Odostomia loomisi is a species of sea snail, a marine gastropod mollusc in the family Pyramidellidae, the pyrams and their allies.

==Description==
The shell is very small, pupiform, vitreous. The whorls of the protoconch are smooth, deeply obliquely immersed in the first of the succeeding turns, above which only a portion of the tilted edge of the last volution projects. The early whorls of the teleoconch are well rounded, later ones flattened, somewhat excurved at the shouldered and beaded summit, and slightly contracted at the sutures. The whorls are marked by strong rounded, tuberculated axial ribs, which are decidedly protractive on all but the last whorl; on this they are only moderately protracted. Of the axial ribs, 14 appear upon the first, 16 upon the second, 20 upon the third, and 24 upon the penultimate turn. In addition to the ribs the whorls are marked between the sutures by four spiral cords, which almost equal the ribs in strength, forming tubercles at their junctions with the axial ribs.
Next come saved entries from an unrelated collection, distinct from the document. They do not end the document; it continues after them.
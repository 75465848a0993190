use serde::{Deserialize, Serialize};

use crate::error::TrackerError;
use crate::types::{ActivityRecord, ActivityStore, ActivityType, BreakEvaluation, StudyEvaluation};

/// Break totals above this are an emergency
pub const BREAK_EMERGENCY_HOURS: f64 = 3.0;

/// Break totals above this (and up to the emergency line) are a warning
pub const BREAK_WARNING_HOURS: f64 = 2.5;

/// Sum of hours logged in one bucket; 0.0 when the bucket does not exist
pub fn total_hours(store: &ActivityStore, date_key: &str, activity: ActivityType) -> f64 {
    store
        .get(date_key)
        .map(|day| {
            day.bucket(activity)
                .iter()
                .fold(0.0, |total, record| total + record.hours)
        })
        .unwrap_or(0.0)
}

/// Append a record at the end of a bucket, creating the day if needed.
///
/// Non-positive (or NaN) hours are rejected and the store is left untouched.
pub fn append_record(
    store: &mut ActivityStore,
    date_key: &str,
    activity: ActivityType,
    hours: f64,
    memo: &str,
    timestamp: &str,
) -> Result<(), TrackerError> {
    if hours.is_nan() || hours <= 0.0 {
        return Err(TrackerError::NonPositiveDuration(hours));
    }

    store
        .entry(date_key.to_string())
        .or_default()
        .bucket_mut(activity)
        .push(ActivityRecord::new(hours, memo, timestamp));
    Ok(())
}

/// Empty one bucket, leaving the other activity type and other dates alone
pub fn reset_bucket(store: &mut ActivityStore, date_key: &str, activity: ActivityType) {
    if let Some(day) = store.get_mut(date_key) {
        day.bucket_mut(activity).clear();
    }
}

pub fn evaluate_study(total_hours: f64, target_hours: f64) -> StudyEvaluation {
    if total_hours <= 0.0 {
        StudyEvaluation::Unset
    } else if total_hours >= target_hours {
        StudyEvaluation::Good
    } else {
        StudyEvaluation::Bad
    }
}

pub fn evaluate_break(total_hours: f64) -> BreakEvaluation {
    if total_hours > BREAK_EMERGENCY_HOURS {
        BreakEvaluation::Emergency
    } else if total_hours > BREAK_WARNING_HOURS {
        BreakEvaluation::Warning
    } else {
        BreakEvaluation::Normal
    }
}

/// One press of the time stepper
#[derive(Debug, Clone, Copy, PartialEq, Eq, Serialize, Deserialize)]
#[serde(rename_all = "lowercase")]
pub enum Step {
    Plus30,
    Plus5,
    Minus30,
}

impl Step {
    pub fn minutes(self) -> i64 {
        match self {
            Step::Plus30 => 30,
            Step::Plus5 => 5,
            Step::Minus30 => -30,
        }
    }
}

/// Hours chosen with the stepper but not yet logged.
///
/// Kept as whole minutes so repeated 5-minute steps never drift.
#[derive(Debug, Clone, Copy, Default, PartialEq, Eq)]
pub struct PendingHours {
    minutes: u32,
}

impl PendingHours {
    /// Apply a step, clamping at zero
    pub fn apply(&mut self, step: Step) {
        let next = i64::from(self.minutes) + step.minutes();
        self.minutes = u32::try_from(next.max(0)).unwrap_or(u32::MAX);
    }

    pub fn clear(&mut self) {
        self.minutes = 0;
    }

    pub fn minutes(&self) -> u32 {
        self.minutes
    }

    pub fn hours(&self) -> f64 {
        f64::from(self.minutes) / 60.0
    }
}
On the last whorl and one-half the summit drops below the peripheral keel and leaves this in the suture. The axial ribs, however, terminate at the posterior edge of it, and thus leave it without tubercles. The spaces enclosed by the ribs and cords appear as deep oval pits having their long axis parallel to the cords. Sutures are well marked but not channeled. The base of the body whorl is long, well rounded, and strongly inflated. It is marked by seven spiral cords, the four anterior to the periphery being equal and equally spaced, the other three growing successively smaller. The channels between the cords are very regular, marked by many slender axial riblets. The oval aperture is somewhat effuse anteriorly. The posterior angle is obtuse. The outer lip is thin, showing the external sculpture within. The columella is slender, curved, and reflected, not reinforced by the base.